Гоголь пружиной выскочил из кресла. Он был бледен. Глаза пылали. Волосы падали черным клином.

– Анна. Радклиф. О, Анна Радклиф. Она… Я знаю… – Он с лукаво-жуткой улыбочкой погрозил в пространство пальцем. – Я много чего могу о ней рассказать…

– Та-а-а-ак, – протянул Лермонтов, но иронически не получилось.

– Николай Васильевич. Что вы о ней знаете?

Гоголь обвел всех троих безумным взором. Объявил:

– Анна Радклиф покупает провизию на Круглом рынке.

Лица товарищей показались ему уморительными. Он зашелся торжествующим клекотом. Выдавил:

– Господа… Господа… Она покупает там… – он сделал эффектную паузу, ибо всегда слыл мастером читать вслух, – помидоры.

Пушкин нахмурился:

– Вы хотите сказать, она – в Петербурге? Анна Радклиф сейчас – в Петербурге? Николай Васильевич, она в Петербурге? Вы уверены?

Гоголь остановившимся взглядом смотрел в сторону. Пушкин поборол искушение протянуть руку, чтобы встряхнуть его за плечо.

Чехов усмехнулся:

– Оставьте его, Александр… Сергеевич… Дюма.

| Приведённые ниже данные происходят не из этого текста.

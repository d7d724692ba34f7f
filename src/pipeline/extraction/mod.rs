pub mod client;
pub mod parser;
pub mod prompt;
pub mod retry;

pub use client::*;
pub use parser::*;
pub use prompt::*;
pub use retry::*;

use thiserror::Error;

use crate::models::enums::PromptVariant;
use crate::models::extraction::{Document, ExtractionResult};

#[derive(Error, Debug)]
pub enum ExtractionError {
    #[error("Extraction service rate limit reached: {0}")]
    RateLimited(String),

    #[error("Document could not be read by the extraction service: {0}")]
    UnreadableDocument(String),

    #[error("Extraction service rejected the document format: {0}")]
    RejectedFormat(String),

    #[error("HTTP client error: {0}")]
    Http(String),

    #[error("Malformed extraction response: {0}")]
    MalformedResponse(String),

    #[error("Extraction response did not match the invoice schema: {0}")]
    SchemaMismatch(String),
}

impl ExtractionError {
    /// Rate limits are worth a growing-backoff retry.
    pub fn is_rate_limited(&self) -> bool {
        matches!(self, Self::RateLimited(_))
    }

    /// Content errors (unreadable bytes, rejected format) never succeed on
    /// retry and abort the stage immediately.
    pub fn is_content_error(&self) -> bool {
        matches!(self, Self::UnreadableDocument(_) | Self::RejectedFormat(_))
    }
}

/// The AI extraction collaborator. The pipeline selects the prompt variant
/// from the processing mode; implementations own the transport.
pub trait InvoiceExtractor {
    fn extract(
        &self,
        document: &Document,
        variant: PromptVariant,
    ) -> Result<ExtractionResult, ExtractionError>;
}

– Мне неприятна ваша острота, и я нахожу ее плоской, – быстро парировал Пушкин.

«Господи, как он бывает… невыносим, – вдруг подумал Чехов, – чуть что, сразу в драку. А интересно было бы поболтать об этом с Дантесом», – прожужжала непрошеная мысль. Он прогнал ее, как навозную муху. Остальные увидели только взмах его руки.

– Не видите разве… Помните? У алжирского бея под носом шишка. Николай Васильевич просто изъясняется в стиле своих «Записок сумасшедшего».

– Я не сумасшедший! – взвизгнул Гоголь.

– Своих великих «Записок сумасшедшего», – поправился Чехов примирительно.

Пушкин кивнул:

– Хорошо. Что ж. Диспозиция ясна. Их книжек никто из вас не читал. В лавку!

***

Запах в комнате меняется, когда в нее вносят разом много книг. Желтый, рыхлый, пыльный. Почесать бы нос. Но руки Чехову оттягивала колонна из книг, верхнюю он прижимал подбородком. Вся стопка так и клонилась, ерзая, то вправо, то влево. Походка его из-за этого сделалась несколько вальсирующей. Он задницей пнул дверь, сделал пол-оборота, закрыл дверь ногой. Наморщил нос. Не помогло. Казалось, в самые назальные пазухи продвигалось какое-то шершавое настойчивое насекомое. Чехов почесал нос о верхнюю книгу. Ошибка!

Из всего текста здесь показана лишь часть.